BRIEF -
Please restate the data word for word, in full.

SOURCE MATERIAL -
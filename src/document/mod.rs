//! Design document model.
//!
//! Documents are cached locally as the JSON returned by the files endpoint.
//! A [`Node`] keeps the fields every node carries (`id`, `type`, `children`)
//! typed and collects everything type-specific into an open property map,
//! read through typed accessors.

pub mod geometry;
pub mod index;

use serde::{Deserialize, Serialize};
use serde_json::{Map, Value};
use std::path::Path;
use thiserror::Error;

pub use geometry::{resolve_geometry, AffineTransform, Geometry};
pub use index::{index_nodes, IndexOptions, NodeIndex};

/// Errors raised while loading or reading a document
#[derive(Error, Debug)]
pub enum DocumentError {
    /// Document file could not be read
    #[error("IO error: {0}")]
    IoError(String),

    /// Document is not valid JSON or lacks the required structure
    #[error("Malformed document: {0}")]
    Malformed(String),

    /// A node property has an unexpected shape
    #[error("Invalid field '{field}' on node {node_id}: {message}")]
    InvalidField {
        /// Offending node
        node_id: String,
        /// Property name
        field: String,
        /// Decoder message
        message: String,
    },
}

/// Result type for document operations
pub type DocumentResult<T> = Result<T, DocumentError>;

/// Stack reserved for parsing one document
const PARSE_STACK_SIZE: usize = 64 << 20;

/// A cached design document.
#[derive(Debug, Clone, PartialEq, Serialize, Deserialize)]
#[serde(rename_all = "camelCase")]
pub struct DesignDocument {
    /// Root of the node tree; its children are canvases
    pub document: Node,
    /// Name of the document
    #[serde(default)]
    pub name: Option<String>,
    /// Signed URL of the document thumbnail
    #[serde(default)]
    pub thumbnail_url: Option<String>,
    /// Upstream version identifier
    #[serde(default)]
    pub version: Option<String>,
    /// Upstream modification timestamp
    #[serde(default)]
    pub last_modified: Option<String>,
}

impl DesignDocument {
    /// Load and parse a document from disk.
    pub fn load(path: &Path) -> DocumentResult<Self> {
        let bytes = std::fs::read(path)
            .map_err(|e| DocumentError::IoError(format!("{}: {}", path.display(), e)))?;
        Self::from_slice(&bytes)
    }

    /// Parse a document from raw JSON bytes.
    ///
    /// Nesting depth is unlimited; parsing runs on a dedicated stack so deep
    /// trees cannot overflow the caller's.
    pub fn from_slice(bytes: &[u8]) -> DocumentResult<Self> {
        stacker::grow(PARSE_STACK_SIZE, || {
            let mut de = serde_json::Deserializer::from_slice(bytes);
            de.disable_recursion_limit();
            let document = Self::deserialize(&mut de)?;
            de.end()?;
            Ok(document)
        })
        .map_err(|e: serde_json::Error| DocumentError::Malformed(e.to_string()))
    }

    /// Parse a document from a JSON string.
    pub fn from_json(json: &str) -> DocumentResult<Self> {
        Self::from_slice(json.as_bytes())
    }

    /// Top-level canvases (pages) of the document
    pub fn canvases(&self) -> &[Node] {
        &self.document.children
    }
}

/// A node in the document tree.
#[derive(Debug, Clone, PartialEq, Serialize, Deserialize)]
pub struct Node {
    /// Opaque node identifier, e.g. `12:3`
    pub id: String,
    /// Node type, e.g. `FRAME`, `RECTANGLE`, `CANVAS`
    #[serde(rename = "type")]
    pub node_type: String,
    /// Child nodes in paint order
    #[serde(default)]
    pub children: Vec<Node>,
    /// Remaining type-specific properties
    #[serde(flatten)]
    pub properties: Map<String, Value>,
}

// Children are released with an explicit stack so dropping a deep tree does
// not recurse once per level.
impl Drop for Node {
    fn drop(&mut self) {
        let mut pending = std::mem::take(&mut self.children);
        while let Some(mut node) = pending.pop() {
            pending.append(&mut node.children);
        }
    }
}

/// Two-dimensional vector as used by `size`
#[derive(Debug, Clone, Copy, PartialEq, Serialize, Deserialize)]
pub struct Vector {
    /// Horizontal component
    pub x: f64,
    /// Vertical component
    pub y: f64,
}

/// Axis-aligned rectangle in absolute document coordinates
#[derive(Debug, Clone, Copy, PartialEq, Serialize, Deserialize)]
pub struct Rect {
    /// Left edge
    pub x: f64,
    /// Top edge
    pub y: f64,
    /// Width
    pub width: f64,
    /// Height
    pub height: f64,
}

impl Node {
    /// Image, solid and gradient paints applied to this node.
    ///
    /// A missing or null `fills` property yields no paints. Any other shape
    /// that does not decode as a paint list is an error.
    pub fn fills(&self) -> DocumentResult<Vec<Paint>> {
        match self.properties.get("fills") {
            None | Some(Value::Null) => Ok(Vec::new()),
            Some(value) => {
                Vec::<Paint>::deserialize(value).map_err(|e| DocumentError::InvalidField {
                    node_id: self.id.clone(),
                    field: "fills".to_string(),
                    message: e.to_string(),
                })
            }
        }
    }

    /// Transform relative to the parent, if present and well formed
    pub fn relative_transform(&self) -> Option<AffineTransform> {
        self.typed_property::<[[f64; 3]; 2]>("relativeTransform")
            .map(AffineTransform::from)
    }

    /// Untransformed size, if present
    pub fn size(&self) -> Option<Vector> {
        self.typed_property("size")
    }

    /// Absolute bounding box; `None` when absent or null
    pub fn absolute_bounding_box(&self) -> Option<Rect> {
        self.typed_property("absoluteBoundingBox")
    }

    /// Rotation in radians as reported by the `rotation` property
    pub fn rotation(&self) -> f64 {
        self.properties
            .get("rotation")
            .and_then(Value::as_f64)
            .unwrap_or(0.0)
    }

    /// Human-readable node name
    pub fn name(&self) -> Option<&str> {
        self.properties.get("name").and_then(Value::as_str)
    }

    /// Whether this node is a page
    pub fn is_canvas(&self) -> bool {
        self.node_type == "CANVAS"
    }

    fn typed_property<T: serde::de::DeserializeOwned>(&self, key: &str) -> Option<T> {
        match self.properties.get(key) {
            None | Some(Value::Null) => None,
            Some(value) => T::deserialize(value).ok(),
        }
    }
}

fn default_visible() -> bool {
    true
}

/// A paint entry from a node's `fills` list.
///
/// Only image paints carry an `imageRef`; other paint kinds decode with the
/// image fields empty and unknown keys are ignored.
#[derive(Debug, Clone, PartialEq, Serialize, Deserialize)]
#[serde(rename_all = "camelCase")]
pub struct Paint {
    /// Paint kind, e.g. `IMAGE`, `SOLID`
    #[serde(rename = "type")]
    pub paint_type: String,
    /// Content hash of the referenced image
    #[serde(default)]
    pub image_ref: Option<String>,
    /// How the image is mapped into the node
    #[serde(default)]
    pub scale_mode: Option<String>,
    /// Tile scale for `TILE` paints
    #[serde(default)]
    pub scaling_factor: Option<f64>,
    /// Image-space transform for `STRETCH` paints
    #[serde(default)]
    pub image_transform: Option<[[f64; 3]; 2]>,
    /// Whether the paint is rendered
    #[serde(default = "default_visible")]
    pub visible: bool,
}

impl Paint {
    /// Content hash for image paints
    pub fn image_hash(&self) -> Option<&str> {
        self.image_ref.as_deref().filter(|hash| !hash.is_empty())
    }
}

WRITTEN REPLY -
filename src/document/mod.rs
//! Design document model.
//!
//! Documents are cached locally as the JSON returned by the files endpoint.
//! A [`Node`] keeps the fields every node carries (`id`, `type`, `children`)
//! typed and collects everything type-specific into an open property map,
//! read through typed accessors.

pub mod geometry;
pub mod index;

use serde::{Deserialize, Serialize};
use serde_json::{Map, Value};
use std::path::Path;
use thiserror::Error;

pub use geometry::{resolve_geometry, AffineTransform, Geometry};
pub use index::{index_nodes, IndexOptions, NodeIndex};

/// Errors raised while loading or reading a document
#[derive(Error, Debug)]
pub enum DocumentError {
    /// Document file could not be read
    #[error("IO error: {0}")]
    IoError(String),

    /// Document is not valid JSON or lacks the required structure
    #[error("Malformed document: {0}")]
    Malformed(String),

    /// A node property has an unexpected shape
    #[error("Invalid field '{field}' on node {node_id}: {message}")]
    InvalidField {
        /// Offending node
        node_id: String,
        /// Property name
        field: String,
        /// Decoder message
        message: String,
    },
}

/// Result type for document operations
pub type DocumentResult<T> = Result<T, DocumentError>;

/// Stack reserved for parsing one document
const PARSE_STACK_SIZE: usize = 64 << 20;

/// A cached design document.
#[derive(Debug, Clone, PartialEq, Serialize, Deserialize)]
#[serde(rename_all = "camelCase")]
pub struct DesignDocument {
    /// Root of the node tree; its children are canvases
    pub document: Node,
    /// Name of the document
    #[serde(default)]
    pub name: Option<String>,
    /// Signed URL of the document thumbnail
    #[serde(default)]
    pub thumbnail_url: Option<String>,
    /// Upstream version identifier
    #[serde(default)]
    pub version: Option<String>,
    /// Upstream modification timestamp
    #[serde(default)]
    pub last_modified: Option<String>,
}

impl DesignDocument {
    /// Load and parse a document from disk.
    pub fn load(path: &Path) -> DocumentResult<Self> {
        let bytes = std::fs::read(path)
            .map_err(|e| DocumentError::IoError(format!("{}: {}", path.display(), e)))?;
        Self::from_slice(&bytes)
    }

    /// Parse a document from raw JSON bytes.
    ///
    /// Nesting depth is unlimited; parsing runs on a dedicated stack so deep
    /// trees cannot overflow the caller's.
    pub fn from_slice(bytes: &[u8]) -> DocumentResult<Self> {
        stacker::grow(PARSE_STACK_SIZE, || {
            let mut de = serde_json::Deserializer::from_slice(bytes);
            de.disable_recursion_limit();
            let document = Self::deserialize(&mut de)?;
            de.end()?;
            Ok(document)
        })
        .map_err(|e: serde_json::Error| DocumentError::Malformed(e.to_string()))
    }

    /// Parse a document from a JSON string.
    pub fn from_json(json: &str) -> DocumentResult<Self> {
        Self::from_slice(json.as_bytes())
    }

    /// Top-level canvases (pages) of the document
    pub fn canvases(&self) -> &[Node] {
        &self.document.children
    }
}

/// A node in the document tree.
#[derive(Debug, Clone, PartialEq, Serialize, Deserialize)]
pub struct Node {
    /// Opaque node identifier, e.g. `12:3`
    pub id: String,
    /// Node type, e.g. `FRAME`, `RECTANGLE`, `CANVAS`
    #[serde(rename = "type")]
    pub node_type: String,
    /// Child nodes in paint order
    #[serde(default)]
    pub children: Vec<Node>,
    /// Remaining type-specific properties
    #[serde(flatten)]
    pub properties: Map<String, Value>,
}

// Children are released with an explicit stack so dropping a deep tree does
// not recurse once per level.
impl Drop for Node {
    fn drop(&mut self) {
        let mut pending = std::mem::take(&mut self.children);
        while let Some(mut node) = pending.pop() {
            pending.append(&mut node.children);
        }
    }
}

/// Two-dimensional vector as used by `size`
#[derive(Debug, Clone, Copy, PartialEq, Serialize, Deserialize)]
pub struct Vector {
    /// Horizontal component
    pub x: f64,
    /// Vertical component
    pub y: f64,
}

/// Axis-aligned rectangle in absolute document coordinates
#[derive(Debug, Clone, Copy, PartialEq, Serialize, Deserialize)]
pub struct Rect {
    /// Left edge
    pub x: f64,
    /// Top edge
    pub y: f64,
    /// Width
    pub width: f64,
    /// Height
    pub height: f64,
}

impl Node {
    /// Image, solid and gradient paints applied to this node.
    ///
    /// A missing or null `fills` property yields no paints. Any other shape
    /// that does not decode as a paint list is an error.
    pub fn fills(&self) -> DocumentResult<Vec<Paint>> {
        match self.properties.get("fills") {
            None | Some(Value::Null) => Ok(Vec::new()),
            Some(value) => {
                Vec::<Paint>::deserialize(value).map_err(|e| DocumentError::InvalidField {
                    node_id: self.id.clone(),
                    field: "fills".to_string(),
                    message: e.to_string(),
                })
            }
        }
    }

    /// Transform relative to the parent, if present and well formed
    pub fn relative_transform(&self) -> Option<AffineTransform> {
        self.typed_property::<[[f64; 3]; 2]>("relativeTransform")
            .map(AffineTransform::from)
    }

    /// Untransformed size, if present
    pub fn size(&self) -> Option<Vector> {
        self.typed_property("size")
    }

    /// Absolute bounding box; `None` when absent or null
    pub fn absolute_bounding_box(&self) -> Option<Rect> {
        self.typed_property("absoluteBoundingBox")
    }

    /// Rotation in radians as reported by the `rotation` property
    pub fn rotation(&self) -> f64 {
        self.properties
            .get("rotation")
            .and_then(Value::as_f64)
            .unwrap_or(0.0)
    }

    /// Human-readable node name
    pub fn name(&self) -> Option<&str> {
        self.properties.get("name").and_then(Value::as_str)
    }

    /// Whether this node is a page
    pub fn is_canvas(&self) -> bool {
        self.node_type == "CANVAS"
    }

    fn typed_property<T: serde::de::DeserializeOwned>(&self, key: &str) -> Option<T> {
        match self.properties.get(key) {
            None | Some(Value::Null) => None,
            Some(value) => T::deserialize(value).ok(),
        }
    }
}

fn default_visible() -> bool {
    true
}

/// A paint entry from a node's `fills` list.
///
/// Only image paints carry an `imageRef`; other paint kinds decode with the
/// image fields empty and unknown keys are ignored.
#[derive(Debug, Clone, PartialEq, Serialize, Deserialize)]
#[serde(rename_all = "camelCase")]
pub struct Paint {
    /// Paint kind, e.g. `IMAGE`, `SOLID`
    #[serde(rename = "type")]
    pub paint_type: String,
    /// Content hash of the referenced image
    #[serde(default)]
    pub image_ref: Option<String>,
    /// How the image is mapped into the node
    #[serde(default)]
    pub scale_mode: Option<String>,
    /// Tile scale for `TILE` paints
    #[serde(default)]
    pub scaling_factor: Option<f64>,
    /// Image-space transform for `STRETCH` paints
    #[serde(default)]
    pub image_transform: Option<[[f64; 3]; 2]>,
    /// Whether the paint is rendered
    #[serde(default = "default_visible")]
    pub visible: bool,
}

impl Paint {
    /// Content hash for image paints
    pub fn image_hash(&self) -> Option<&str> {
        self.image_ref.as_deref().filter(|hash| !hash.is_empty())
    }
}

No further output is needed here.